Cloud providers are carriers. Their backbones are larger and growing faster than the ISPs you refer to. And they are hosting a lot of content and services from multiple providers. If they provide preferential treatment to their own products over products they host then this situation is no different to the one you're thinking of.
No, you are completely wrong. Cloud providers are not carriers, they are service providers(PaaS, IaaS.)
"Carrier" in this context(Net Neutrality) is short for telecommunications carrier, which are regulated by the FCC in the United States[1].
The classification is a legal one. It was refined by the Telecommunications Act of 1996[2]
AWS/Azure/GCE are neither regulated by the FCC nor classified as telecommunications carriers as they do not sell broadband access.
Simply owning you own "backbone" does not make you a carrier either. There are plenty of large corporations that own their own backbones that are not carriers. Being a carrier has nothing to do with hosting content either.
In this scenario (where we are exploring the issue of Net Neutrality) they perform the same function as carriers for a lot of the services you utilize on the internet. Legal distinctions are pointless to this discussion, because this discussion is about the appropriateness of those legal distinctions and regulations in the first place.
>In this scenario (where we are exploring the issue of Net Neutrality) they perform the same function as carriers for a lot of the services you utilize on the internet. "
No, fundamentally they(cloud providers) do not perform the same service as carriers. If I had Comcast as my ISP I could not call them up and cancel my service and then call up Amazon and say I would like to buy internet access.
Honestly, it doesn't seem like you understand how the different segments of the internet fit together - Tier 1 ISPs, last mile networks, transit, peering and service providers networks.
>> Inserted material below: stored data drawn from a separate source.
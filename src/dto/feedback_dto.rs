use serde::Serialize;
use uuid::Uuid;

use crate::models::attempt::Attempt;

#[derive(Debug, Clone, Serialize)]
pub struct SubmitFeedbackResponse {
    pub ok: bool,
    pub attempt_id: Uuid,
    /// True when the stored attempt carries placeholder feedback.
    pub degraded: bool,
    pub analysis: Attempt,
}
I need to pay the ISP or else I can not get to the services I am paying a cloud provider for. This is the whole issue. I am basically a captive consumer.
The debate has never been about classifying "cloud providers" as telecommunication carriers.
>"Legal distinctions are pointless to this discussion, because this discussion is about the appropriateness of those legal distinctions and regulations in the first place."
Legal distinctions are "pointless" in a discussion about federal oversight and regulatory jurisdiction? That is completely absurd.
> legal distinctions are pointless to this discussion
Legal distinctions are absolutely material to this discussion. You can't pretend they don't exist; you need to persuade representatives and their constituents that the current legal framework is outdated and is in need of revision.